- Opening Delimiter -

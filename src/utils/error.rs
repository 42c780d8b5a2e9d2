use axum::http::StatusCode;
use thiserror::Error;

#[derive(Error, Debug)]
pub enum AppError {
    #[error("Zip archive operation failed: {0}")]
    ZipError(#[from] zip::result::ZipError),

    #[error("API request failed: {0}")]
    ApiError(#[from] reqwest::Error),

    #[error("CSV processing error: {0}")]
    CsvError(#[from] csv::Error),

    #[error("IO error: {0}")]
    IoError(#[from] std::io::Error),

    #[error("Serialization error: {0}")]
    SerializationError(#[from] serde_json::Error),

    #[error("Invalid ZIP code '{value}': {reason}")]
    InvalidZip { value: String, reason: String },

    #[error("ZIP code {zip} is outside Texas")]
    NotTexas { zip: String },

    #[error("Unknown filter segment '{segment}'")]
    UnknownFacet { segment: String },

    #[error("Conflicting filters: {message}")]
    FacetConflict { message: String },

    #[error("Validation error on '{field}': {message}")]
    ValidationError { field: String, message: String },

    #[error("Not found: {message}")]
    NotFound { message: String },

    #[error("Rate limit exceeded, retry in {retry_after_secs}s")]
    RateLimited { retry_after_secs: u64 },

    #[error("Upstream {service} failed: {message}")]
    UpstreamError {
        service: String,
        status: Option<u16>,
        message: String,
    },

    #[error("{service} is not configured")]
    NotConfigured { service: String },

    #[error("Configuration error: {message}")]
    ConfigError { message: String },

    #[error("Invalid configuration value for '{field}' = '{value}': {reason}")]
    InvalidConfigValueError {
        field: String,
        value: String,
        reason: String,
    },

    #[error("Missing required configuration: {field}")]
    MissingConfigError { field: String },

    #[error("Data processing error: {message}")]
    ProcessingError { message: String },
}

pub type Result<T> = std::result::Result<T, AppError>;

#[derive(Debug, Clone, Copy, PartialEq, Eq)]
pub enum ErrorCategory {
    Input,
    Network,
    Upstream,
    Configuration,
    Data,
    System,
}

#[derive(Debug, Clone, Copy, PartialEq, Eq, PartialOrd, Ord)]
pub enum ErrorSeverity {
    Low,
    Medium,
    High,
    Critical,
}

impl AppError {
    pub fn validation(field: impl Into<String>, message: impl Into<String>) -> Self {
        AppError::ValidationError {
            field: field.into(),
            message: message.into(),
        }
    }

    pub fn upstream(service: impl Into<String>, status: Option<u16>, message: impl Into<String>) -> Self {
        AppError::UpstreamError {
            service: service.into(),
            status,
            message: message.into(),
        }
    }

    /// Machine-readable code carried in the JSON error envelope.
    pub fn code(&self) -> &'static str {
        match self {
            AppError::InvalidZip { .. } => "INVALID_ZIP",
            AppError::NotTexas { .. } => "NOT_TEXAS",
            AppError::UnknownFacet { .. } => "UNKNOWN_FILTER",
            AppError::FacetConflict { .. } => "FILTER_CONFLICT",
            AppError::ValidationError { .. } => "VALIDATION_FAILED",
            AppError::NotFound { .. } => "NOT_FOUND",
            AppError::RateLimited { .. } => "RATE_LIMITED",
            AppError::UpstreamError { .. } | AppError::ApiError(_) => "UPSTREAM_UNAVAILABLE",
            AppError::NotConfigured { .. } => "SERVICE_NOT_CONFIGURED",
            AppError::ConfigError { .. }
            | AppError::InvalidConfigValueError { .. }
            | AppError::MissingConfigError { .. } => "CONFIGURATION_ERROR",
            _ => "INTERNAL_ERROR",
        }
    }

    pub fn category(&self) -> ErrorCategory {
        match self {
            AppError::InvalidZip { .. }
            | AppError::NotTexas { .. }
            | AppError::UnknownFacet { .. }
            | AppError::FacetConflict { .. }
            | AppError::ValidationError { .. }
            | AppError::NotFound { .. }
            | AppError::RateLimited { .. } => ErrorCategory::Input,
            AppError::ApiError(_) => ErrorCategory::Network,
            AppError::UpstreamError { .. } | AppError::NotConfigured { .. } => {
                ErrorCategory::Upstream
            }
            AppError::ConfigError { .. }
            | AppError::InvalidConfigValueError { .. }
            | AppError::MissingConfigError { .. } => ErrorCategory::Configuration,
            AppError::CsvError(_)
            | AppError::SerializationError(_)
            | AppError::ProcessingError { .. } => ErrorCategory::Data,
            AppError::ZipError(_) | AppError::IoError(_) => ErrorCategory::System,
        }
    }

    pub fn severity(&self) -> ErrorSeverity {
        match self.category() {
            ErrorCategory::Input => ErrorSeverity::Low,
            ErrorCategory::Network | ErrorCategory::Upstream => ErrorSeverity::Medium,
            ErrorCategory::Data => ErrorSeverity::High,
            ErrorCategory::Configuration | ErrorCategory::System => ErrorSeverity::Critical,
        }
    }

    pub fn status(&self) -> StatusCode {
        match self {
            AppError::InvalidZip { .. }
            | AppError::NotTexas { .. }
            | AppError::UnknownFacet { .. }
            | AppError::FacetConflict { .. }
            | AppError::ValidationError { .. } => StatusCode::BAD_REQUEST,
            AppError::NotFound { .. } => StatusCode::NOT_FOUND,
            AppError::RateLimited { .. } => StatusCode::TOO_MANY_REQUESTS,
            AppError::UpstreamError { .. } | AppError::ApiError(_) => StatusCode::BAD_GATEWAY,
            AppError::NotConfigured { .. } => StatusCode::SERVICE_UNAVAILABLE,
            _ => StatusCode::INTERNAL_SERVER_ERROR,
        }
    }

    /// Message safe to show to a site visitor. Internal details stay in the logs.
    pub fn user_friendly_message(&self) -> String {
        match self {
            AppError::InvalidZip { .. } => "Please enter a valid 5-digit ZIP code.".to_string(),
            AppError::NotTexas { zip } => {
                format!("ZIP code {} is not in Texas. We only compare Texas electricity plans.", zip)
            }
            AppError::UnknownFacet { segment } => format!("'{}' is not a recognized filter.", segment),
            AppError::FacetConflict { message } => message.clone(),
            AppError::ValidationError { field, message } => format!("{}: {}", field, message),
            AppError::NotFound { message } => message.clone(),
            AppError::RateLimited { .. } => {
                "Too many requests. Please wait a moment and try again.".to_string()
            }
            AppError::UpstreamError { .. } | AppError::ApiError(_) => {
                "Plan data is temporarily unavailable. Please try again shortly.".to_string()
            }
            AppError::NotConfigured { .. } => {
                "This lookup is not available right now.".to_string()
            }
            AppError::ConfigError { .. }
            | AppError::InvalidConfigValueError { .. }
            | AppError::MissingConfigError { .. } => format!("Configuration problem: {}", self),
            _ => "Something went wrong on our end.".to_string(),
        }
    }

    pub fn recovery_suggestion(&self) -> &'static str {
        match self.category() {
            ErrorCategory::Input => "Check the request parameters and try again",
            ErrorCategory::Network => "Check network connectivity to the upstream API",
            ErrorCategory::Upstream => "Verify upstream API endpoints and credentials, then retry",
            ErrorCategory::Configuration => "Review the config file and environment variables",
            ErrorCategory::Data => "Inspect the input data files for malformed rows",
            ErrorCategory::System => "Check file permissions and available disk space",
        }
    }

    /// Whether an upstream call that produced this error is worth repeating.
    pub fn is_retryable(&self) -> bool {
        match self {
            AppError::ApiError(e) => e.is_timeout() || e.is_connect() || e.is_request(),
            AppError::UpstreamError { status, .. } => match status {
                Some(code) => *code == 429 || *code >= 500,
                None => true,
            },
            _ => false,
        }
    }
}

- Closing Delimiter -

Print, without alteration, only the lines above between the one holding "AppError::ZipError(_) | AppError::IoError(_)" and the one holding "ErrorCategory::Network | ErrorCategory::Upstream", inclusive.

* **Exercise result**
            AppError::ZipError(_) | AppError::IoError(_) => ErrorCategory::System,
        }
    }

    pub fn severity(&self) -> ErrorSeverity {
        match self.category() {
            ErrorCategory::Input => ErrorSeverity::Low,
            ErrorCategory::Network | ErrorCategory::Upstream => ErrorSeverity::Medium,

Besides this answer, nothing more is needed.